I spent the weekend making a bunch of progress on the compiler. It has two pieces: a tokenizer, which I created by rewriting the original C code (langscan.c) in Swift, and a parser.
The parser in OrigFrontier was generated by MacYacc, which is similar to Yacc, which is similar to Bison, which is on my Mac. The thing about the parser is that it’s C code, and the rest of the app is Swift.
How do you bridge the two worlds?
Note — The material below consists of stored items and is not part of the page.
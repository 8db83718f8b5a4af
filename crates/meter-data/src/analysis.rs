//! Top-level analysis pipeline for Meter Monitor.
//!
//! Runs interpolation, aggregation, per-type statistics and the annual
//! plan comparison over a parsed reading set, returning a [`UsageAnalysis`]
//! ready for the UI layer. Everything is recomputed from the readings on
//! each call; there is no cached derived state.

use std::collections::BTreeMap;

use chrono::NaiveDate;
use tracing::debug;

use meter_core::costs::{CostBreakdown, CostCalculator, PlanDelta, UsageByType};
use meter_core::models::{DailyUsagePoint, Reading};
use meter_core::tariff::TariffPlan;

use crate::aggregator::{MonthlyPeriod, UsageAggregator};
use crate::interpolator::UsageInterpolator;

/// Days in the projection year the annual estimate is scaled to.
const PROJECTION_DAYS: u32 = 365;

// ── Public types ──────────────────────────────────────────────────────────────

/// One month of usage with its estimated cost under the current plan.
///
/// Supply charges are prorated over the month's observed data days.
#[derive(Debug, Clone)]
pub struct MonthlySummary {
    pub period: MonthlyPeriod,
    pub cost: CostBreakdown,
}

/// Daily-usage distribution statistics for one reading type.
#[derive(Debug, Clone)]
pub struct TypeUsageStats {
    pub reading_type: String,
    /// Average kWh per day across the type's interpolated series.
    pub mean_daily: f64,
    pub max_daily: f64,
    pub min_daily: f64,
    /// Number of days covered by the series.
    pub days: usize,
}

/// Annual usage and cost projection under one tariff plan.
#[derive(Debug, Clone)]
pub struct AnnualEstimate {
    /// Projected kWh per year per reading type.
    pub usage_by_type: UsageByType,
    /// Days of data the extrapolation is based on.
    pub days_in_data: i64,
    pub cost: CostBreakdown,
}

/// Current plan vs comparison plan over the same projected usage.
#[derive(Debug, Clone)]
pub struct PlanComparison {
    pub current: AnnualEstimate,
    pub comparison: AnnualEstimate,
    pub delta: PlanDelta,
}

/// The complete output of [`analyze_readings`].
#[derive(Debug, Clone)]
pub struct UsageAnalysis {
    /// The parsed readings, sorted ascending by date.
    pub readings: Vec<Reading>,
    /// Dense interpolated daily-usage series across all types.
    pub daily_usage: Vec<DailyUsagePoint>,
    /// Monthly rollups with per-month cost estimates.
    pub monthly: Vec<MonthlySummary>,
    /// Per-type daily-usage statistics.
    pub type_stats: Vec<TypeUsageStats>,
    /// Annual cost comparison, absent when the data spans zero days.
    pub annual: Option<PlanComparison>,
}

impl UsageAnalysis {
    /// Date of the earliest reading, if any.
    pub fn first_date(&self) -> Option<NaiveDate> {
        self.readings.first().map(|r| r.date)
    }

    /// Date of the latest reading, if any.
    pub fn last_date(&self) -> Option<NaiveDate> {
        self.readings.last().map(|r| r.date)
    }
}

// ── Public functions ──────────────────────────────────────────────────────────

/// Run the full analysis pipeline over `readings`.
///
/// 1. Interpolate the dense daily-usage series.
/// 2. Aggregate by month and cost each month under `current`.
/// 3. Compute per-type usage statistics.
/// 4. Project annual usage and compare `current` against `comparison`.
pub fn analyze_readings(
    readings: Vec<Reading>,
    current: &TariffPlan,
    comparison: &TariffPlan,
) -> UsageAnalysis {
    let daily_usage = UsageInterpolator::daily_usage(&readings);

    let monthly: Vec<MonthlySummary> = UsageAggregator::aggregate_monthly(&daily_usage)
        .into_iter()
        .map(|period| {
            let cost = CostCalculator::calculate(&period.usage_by_type, current, period.days_observed);
            MonthlySummary { period, cost }
        })
        .collect();

    let type_stats = compute_type_stats(&daily_usage);
    let annual = annual_comparison(&readings, current, comparison);

    debug!(
        "Analysed {} readings into {} daily points, {} months, {} types",
        readings.len(),
        daily_usage.len(),
        monthly.len(),
        type_stats.len()
    );

    UsageAnalysis {
        readings,
        daily_usage,
        monthly,
        type_stats,
        annual,
    }
}

/// Project annual usage from `readings` and cost it under both plans.
///
/// Returns `None` when the observed window spans zero days. Types with a
/// single reading carry no projection and therefore no cost contribution.
pub fn annual_comparison(
    readings: &[Reading],
    current: &TariffPlan,
    comparison: &TariffPlan,
) -> Option<PlanComparison> {
    let annual = UsageAggregator::annual_usage(readings)?;

    let current_cost = CostCalculator::calculate(&annual.usage_by_type, current, PROJECTION_DAYS);
    let comparison_cost =
        CostCalculator::calculate(&annual.usage_by_type, comparison, PROJECTION_DAYS);
    let delta = CostCalculator::compare(&current_cost, &comparison_cost);

    Some(PlanComparison {
        current: AnnualEstimate {
            usage_by_type: annual.usage_by_type.clone(),
            days_in_data: annual.days_in_data,
            cost: current_cost,
        },
        comparison: AnnualEstimate {
            usage_by_type: annual.usage_by_type,
            days_in_data: annual.days_in_data,
            cost: comparison_cost,
        },
        delta,
    })
}

// ── Internal helpers ──────────────────────────────────────────────────────────

/// Mean / max / min / day-count of the daily series, per reading type.
fn compute_type_stats(points: &[DailyUsagePoint]) -> Vec<TypeUsageStats> {
    let mut by_type: BTreeMap<&str, Vec<f64>> = BTreeMap::new();
    for point in points {
        by_type
            .entry(point.reading_type.as_str())
            .or_default()
            .push(point.usage);
    }

    by_type
        .into_iter()
        .map(|(reading_type, usages)| {
            let days = usages.len();
            let sum: f64 = usages.iter().sum();
            let max_daily = usages.iter().cloned().fold(f64::MIN, f64::max);
            let min_daily = usages.iter().cloned().fold(f64::MAX, f64::min);
            TypeUsageStats {
                reading_type: reading_type.to_string(),
                mean_daily: sum / days as f64,
                max_daily,
                min_daily,
                days,
            }
        })
        .collect()
}

// ── Tests ─────────────────────────────────────────────────────────────────────

#[cfg(test)]
mod tests {
    use super::*;

    fn date(y: i32, m: u32, d: u32) -> NaiveDate {
        NaiveDate::from_ymd_opt(y, m, d).unwrap()
    }

    fn reading(d: NaiveDate, reading_type: &str, value: f64) -> Reading {
        Reading {
            date: d,
            reading_type: reading_type.to_string(),
            value,
            source: "bill".to_string(),
        }
    }

    /// One January billing cycle: 300 kWh anytime over 30 days.
    fn january_readings() -> Vec<Reading> {
        vec![
            reading(date(2024, 1, 1), "anytime", 1_000.0),
            reading(date(2024, 1, 31), "anytime", 1_300.0),
        ]
    }

    // ── analyze_readings ──────────────────────────────────────────────────

    #[test]
    fn test_full_pipeline_on_one_billing_cycle() {
        let analysis = analyze_readings(
            january_readings(),
            &TariffPlan::default(),
            &TariffPlan::comparison_preset(),
        );

        assert_eq!(analysis.readings.len(), 2);
        assert_eq!(analysis.daily_usage.len(), 30);
        assert_eq!(analysis.first_date(), Some(date(2024, 1, 1)));
        assert_eq!(analysis.last_date(), Some(date(2024, 1, 31)));

        // All 30 interpolated days fall in January.
        assert_eq!(analysis.monthly.len(), 1);
        let month = &analysis.monthly[0];
        assert_eq!(month.period.month, "2024-01");
        assert_eq!(month.period.days_observed, 30);
        assert!((month.period.usage_by_type["anytime"] - 300.0).abs() < 1e-9);

        // 300 * 25 / 100 + 1.70 * 30 = 75 + 51 = 126.
        assert!((month.cost.anytime_cost - 75.0).abs() < 1e-9);
        assert!((month.cost.supply_cost - 51.0).abs() < 1e-9);
        assert!((month.cost.total_cost - 126.0).abs() < 1e-9);
    }

    #[test]
    fn test_pipeline_type_stats() {
        let mut readings = january_readings();
        readings.push(reading(date(2024, 1, 1), "solar", 0.0));
        readings.push(reading(date(2024, 1, 11), "solar", 40.0));
        readings.sort_by_key(|r| r.date);

        let analysis = analyze_readings(
            readings,
            &TariffPlan::default(),
            &TariffPlan::comparison_preset(),
        );

        assert_eq!(analysis.type_stats.len(), 2);
        let anytime = &analysis.type_stats[0];
        assert_eq!(anytime.reading_type, "anytime");
        assert!((anytime.mean_daily - 10.0).abs() < 1e-9);
        assert!((anytime.max_daily - 10.0).abs() < 1e-9);
        assert!((anytime.min_daily - 10.0).abs() < 1e-9);
        assert_eq!(anytime.days, 30);

        let solar = &analysis.type_stats[1];
        assert_eq!(solar.reading_type, "solar");
        assert!((solar.mean_daily - 4.0).abs() < 1e-9);
        assert_eq!(solar.days, 10);
    }

    #[test]
    fn test_pipeline_empty_readings() {
        let analysis = analyze_readings(
            Vec::new(),
            &TariffPlan::default(),
            &TariffPlan::comparison_preset(),
        );
        assert!(analysis.daily_usage.is_empty());
        assert!(analysis.monthly.is_empty());
        assert!(analysis.type_stats.is_empty());
        assert!(analysis.annual.is_none());
        assert!(analysis.first_date().is_none());
    }

    // ── annual_comparison ─────────────────────────────────────────────────

    #[test]
    fn test_annual_comparison_costs_both_plans() {
        let current = TariffPlan::default();
        let cheaper = TariffPlan {
            anytime_rate: 20.0,
            ..TariffPlan::default()
        };

        let cmp = annual_comparison(&january_readings(), &current, &cheaper).unwrap();

        // 300 kWh / 30 days * 365 = 3650 kWh projected.
        assert!((cmp.current.usage_by_type["anytime"] - 3_650.0).abs() < 1e-9);
        assert_eq!(cmp.current.days_in_data, 30);

        // Current: 3650 * 0.25 + 1.70 * 365 = 912.5 + 620.5 = 1533.0
        assert!((cmp.current.cost.total_cost - 1_533.0).abs() < 1e-9);
        // Comparison: 3650 * 0.20 + 620.5 = 730 + 620.5 = 1350.5
        assert!((cmp.comparison.cost.total_cost - 1_350.5).abs() < 1e-9);

        assert!((cmp.delta.annual_savings - 182.5).abs() < 1e-9);
        assert!((cmp.delta.monthly_savings - 182.5 / 12.0).abs() < 1e-9);
        assert!(cmp.delta.savings_percent > 0.0);
    }

    #[test]
    fn test_annual_comparison_single_day_of_data() {
        let readings = vec![
            reading(date(2024, 1, 1), "anytime", 1_000.0),
            reading(date(2024, 1, 1), "anytime", 1_010.0),
        ];
        assert!(annual_comparison(
            &readings,
            &TariffPlan::default(),
            &TariffPlan::comparison_preset()
        )
        .is_none());
    }

    #[test]
    fn test_annual_comparison_solar_credit_reduces_total() {
        let readings = vec![
            reading(date(2024, 1, 1), "anytime", 1_000.0),
            reading(date(2024, 1, 31), "anytime", 1_300.0),
            reading(date(2024, 1, 1), "solar", 0.0),
            reading(date(2024, 1, 31), "solar", 150.0),
        ];
        let mut sorted = readings;
        sorted.sort_by_key(|r| r.date);

        let plan = TariffPlan::default();
        let with_solar = annual_comparison(&sorted, &plan, &plan).unwrap();
        let without_solar = annual_comparison(&january_readings(), &plan, &plan).unwrap();

        assert!(with_solar.current.cost.solar_credit > 0.0);
        assert!(with_solar.current.cost.total_cost < without_solar.current.cost.total_cost);
        // Same usage, same plan: zero savings either way.
        assert!((with_solar.delta.annual_savings).abs() < 1e-9);
    }
}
Easy answer: with Objective-C, which is a superset of C and which plays nicely (enough) with Swift.
So I renamed langparser.y — the rules file that the parser generator uses — to langparser.ym so that Xcode would know to treat the generated parser source as Objective-C. I edited it slightly, not to change the grammar rules but to change how nodes are created (as return values rather than via inout).
I also made my CodeTreeNode class, written in Swift, an Objective-C class so that it would be visible to my Objective-C code.
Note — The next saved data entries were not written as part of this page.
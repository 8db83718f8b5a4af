//! CSV ingestion for Meter Monitor.
//!
//! Reads meter-reading export files and converts them into sorted
//! [`Reading`] records for downstream processing. Unlike log-style inputs
//! where bad lines can be skipped, a billing file with any malformed row is
//! rejected whole: partially loaded readings would silently skew every
//! derived figure.

use std::io;
use std::path::Path;

use chrono::NaiveDate;
use serde::Deserialize;
use tracing::info;

use meter_core::error::{MeterError, Result};
use meter_core::models::{Reading, DEFAULT_SOURCE};

/// Expected date format in the input file, e.g. `17/12/2024`.
const DATE_FORMAT: &str = "%d/%m/%Y";

/// One row of the input file, before type conversion.
#[derive(Debug, Deserialize)]
struct RawRecord {
    #[serde(rename = "Date")]
    date: String,
    #[serde(rename = "Type")]
    reading_type: String,
    #[serde(rename = "Reading")]
    reading: String,
    #[serde(rename = "Reading Source", default)]
    source: Option<String>,
}

// ── Public API ────────────────────────────────────────────────────────────────

/// Load and parse the readings CSV at `path`.
///
/// Returns the readings sorted ascending by date. Same-date rows keep their
/// input order (the sort is stable), so duplicate same-day readings stay in
/// first-encountered order.
pub fn load_readings(path: &Path) -> Result<Vec<Reading>> {
    let file = std::fs::File::open(path).map_err(|source| MeterError::FileRead {
        path: path.to_path_buf(),
        source,
    })?;

    let readings = read_readings(file)?;
    info!(
        "Loaded {} readings from {}",
        readings.len(),
        path.display()
    );
    Ok(readings)
}

/// Parse readings from any byte source.
///
/// Split out from [`load_readings`] so tests can feed CSV text directly.
pub fn read_readings<R: io::Read>(input: R) -> Result<Vec<Reading>> {
    let mut csv_reader = csv::Reader::from_reader(input);

    let mut readings: Vec<Reading> = Vec::new();
    for row in csv_reader.deserialize() {
        let raw: RawRecord = row?;
        readings.push(parse_record(raw)?);
    }

    readings.sort_by_key(|r| r.date);
    Ok(readings)
}

// ── Internal helpers ──────────────────────────────────────────────────────────

/// Convert one raw row into a typed [`Reading`].
fn parse_record(raw: RawRecord) -> Result<Reading> {
    Ok(Reading {
        date: parse_date(&raw.date)?,
        reading_type: raw.reading_type.trim().to_string(),
        value: parse_reading_value(&raw.reading)?,
        source: resolve_source(raw.source.as_deref()),
    })
}

/// Parse a `DD/MM/YYYY` date string.
fn parse_date(text: &str) -> Result<NaiveDate> {
    NaiveDate::parse_from_str(text.trim(), DATE_FORMAT)
        .map_err(|_| MeterError::DateParse(text.to_string()))
}

/// Parse a meter value that may carry thousands-separator commas and
/// surrounding whitespace, e.g. `" 66,444 "`.
fn parse_reading_value(text: &str) -> Result<f64> {
    let cleaned = text.replace(',', "");
    let cleaned = cleaned.trim();
    if cleaned.is_empty() {
        return Err(MeterError::ReadingParse(text.to_string()));
    }
    cleaned
        .parse::<f64>()
        .map_err(|_| MeterError::ReadingParse(text.to_string()))
}

/// Absent or blank source values default to `"manual"`.
fn resolve_source(source: Option<&str>) -> String {
    match source {
        Some(s) if !s.trim().is_empty() => s.trim().to_string(),
        _ => DEFAULT_SOURCE.to_string(),
    }
}

// ── Tests ─────────────────────────────────────────────────────────────────────

#[cfg(test)]
mod tests {
    use super::*;
    use std::io::Write;
    use tempfile::TempDir;

    fn date(y: i32, m: u32, d: u32) -> NaiveDate {
        NaiveDate::from_ymd_opt(y, m, d).unwrap()
    }

    // ── parse_reading_value ───────────────────────────────────────────────

    #[test]
    fn test_parse_reading_value_with_commas_and_whitespace() {
        let value = parse_reading_value(" 66,444 ").unwrap();
        assert_eq!(value, 66_444.0);
    }

    #[test]
    fn test_parse_reading_value_plain() {
        assert_eq!(parse_reading_value("1234.5").unwrap(), 1_234.5);
    }

    #[test]
    fn test_parse_reading_value_rejects_non_numeric_residue() {
        let err = parse_reading_value("66,4x4").unwrap_err();
        assert!(matches!(err, MeterError::ReadingParse(_)));
    }

    #[test]
    fn test_parse_reading_value_rejects_empty() {
        assert!(parse_reading_value("   ").is_err());
    }

    // ── parse_date ────────────────────────────────────────────────────────

    #[test]
    fn test_parse_date_day_month_year() {
        assert_eq!(parse_date("17/12/2024").unwrap(), date(2024, 12, 17));
    }

    #[test]
    fn test_parse_date_rejects_iso_format() {
        let err = parse_date("2024-12-17").unwrap_err();
        assert!(matches!(err, MeterError::DateParse(_)));
    }

    #[test]
    fn test_parse_date_rejects_month_day_order() {
        // 13 as a month is impossible, so a US-ordered 12/17/2024 must fail.
        assert!(parse_date("12/17/2024").is_err());
    }

    // ── read_readings ─────────────────────────────────────────────────────

    #[test]
    fn test_read_readings_basic() {
        let csv_text = "\
Date,Type,Reading,Reading Source
17/12/2024,anytime,\" 66,444 \",bill
17/12/2024,controlled load,\" 79,636 \",bill
17/12/2024,solar,\" 70,660 \",bill
";
        let readings = read_readings(csv_text.as_bytes()).unwrap();
        assert_eq!(readings.len(), 3);
        assert_eq!(readings[0].date, date(2024, 12, 17));
        assert_eq!(readings[0].reading_type, "anytime");
        assert_eq!(readings[0].value, 66_444.0);
        assert_eq!(readings[0].source, "bill");
        assert_eq!(readings[1].value, 79_636.0);
        assert_eq!(readings[2].reading_type, "solar");
    }

    #[test]
    fn test_read_readings_missing_source_defaults_to_manual() {
        let csv_text = "\
Date,Type,Reading,Reading Source
05/01/2025,anytime,67000,
";
        let readings = read_readings(csv_text.as_bytes()).unwrap();
        assert_eq!(readings[0].source, "manual");
    }

    #[test]
    fn test_read_readings_without_source_column() {
        let csv_text = "\
Date,Type,Reading
05/01/2025,anytime,67000
";
        let readings = read_readings(csv_text.as_bytes()).unwrap();
        assert_eq!(readings[0].source, "manual");
    }

    #[test]
    fn test_read_readings_sorted_by_date() {
        let csv_text = "\
Date,Type,Reading,Reading Source
05/01/2025,anytime,67000,manual
17/12/2024,anytime,66444,bill
";
        let readings = read_readings(csv_text.as_bytes()).unwrap();
        assert_eq!(readings[0].date, date(2024, 12, 17));
        assert_eq!(readings[1].date, date(2025, 1, 5));
    }

    #[test]
    fn test_read_readings_same_date_keeps_input_order() {
        let csv_text = "\
Date,Type,Reading,Reading Source
17/12/2024,anytime,100,manual
17/12/2024,anytime,105,bill
";
        let readings = read_readings(csv_text.as_bytes()).unwrap();
        assert_eq!(readings[0].value, 100.0);
        assert_eq!(readings[1].value, 105.0);
    }

    #[test]
    fn test_read_readings_bad_date_aborts_whole_file() {
        let csv_text = "\
Date,Type,Reading,Reading Source
17/12/2024,anytime,66444,bill
2025-01-05,anytime,67000,manual
";
        let err = read_readings(csv_text.as_bytes()).unwrap_err();
        assert!(matches!(err, MeterError::DateParse(_)));
    }

    #[test]
    fn test_read_readings_bad_value_aborts_whole_file() {
        let csv_text = "\
Date,Type,Reading,Reading Source
17/12/2024,anytime,66444,bill
05/01/2025,anytime,sixty-seven,manual
";
        let err = read_readings(csv_text.as_bytes()).unwrap_err();
        assert!(matches!(err, MeterError::ReadingParse(_)));
    }

    #[test]
    fn test_read_readings_empty_file() {
        let readings = read_readings("Date,Type,Reading,Reading Source\n".as_bytes()).unwrap();
        assert!(readings.is_empty());
    }

    // ── load_readings ─────────────────────────────────────────────────────

    #[test]
    fn test_load_readings_from_file() {
        let tmp = TempDir::new().expect("tempdir");
        let path = tmp.path().join("readings.csv");
        let mut file = std::fs::File::create(&path).unwrap();
        writeln!(file, "Date,Type,Reading,Reading Source").unwrap();
        writeln!(file, "01/01/2024,anytime,1000,bill").unwrap();
        writeln!(file, "31/01/2024,anytime,1300,bill").unwrap();

        let readings = load_readings(&path).unwrap();
        assert_eq!(readings.len(), 2);
        assert_eq!(readings[1].value, 1_300.0);
    }

    #[test]
    fn test_load_readings_missing_file() {
        let err = load_readings(Path::new("/tmp/does-not-exist-meter-test.csv")).unwrap_err();
        assert!(matches!(err, MeterError::FileRead { .. }));
    }
}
And then, finally, I started a build…
…and then it stopped with an error because the parser places my CodeTreeNode
in a C union, which isn’t allowed in ARC.
Crushed.
* * *
I think I have three options:
- Go down the rabbit hole of figuring out how to get the parser to work with ARC.
- Go with the flow: have the parser generate nodes that are, as in OrigFrontier, C structs. The last compilation step would be Objective-C code that translates that tree of C structs into a tree of
CodeTreeNode
objects, and then disposes the C-struct-node-tree.
- Write the parser by hand, in Swift.
My thinking:
I could waste a ton of time on #1, and bending tools in that way can be pretty frustrating work when they refuse to bend.
With #2 I’d feel a bit weird about the redundancy: building a tree and then building a copy of that tree with a different type of object.
My heart tells me #3 is the answer. After all, I’ve already done the tokenizer. How hard would it be to parse those tokens into a code tree? I could skip C and Objective-C altogether and stay in Swift. And it would be so fun. (Because that’s precisely the style of weirdo I am.)
* * *
But the real answer is #2. Writing a parser by hand would take way longer than I think. Given enough tests, it shouldn’t be a huge source of bugs, but still.
The thing about #2 is that yes, it’s redundant, it’s doing more work than it needs to, ideally — but my bet is that it would still be so fast that you wouldn’t be able to tell the difference. Computers are so good at this kind of thing. It’s not like reading files or networking; it’s just in-memory traversal and creating/releasing things.
You remember in Indiana Jones that guy with the twirling swords, and Indy gives that look and then just shoots him? The second option is the Indiana Jones solution.
Update 2:05 pm: Two people have already written me to recommend ANTLR. So I will definitely give that a look. It might be exactly what I need.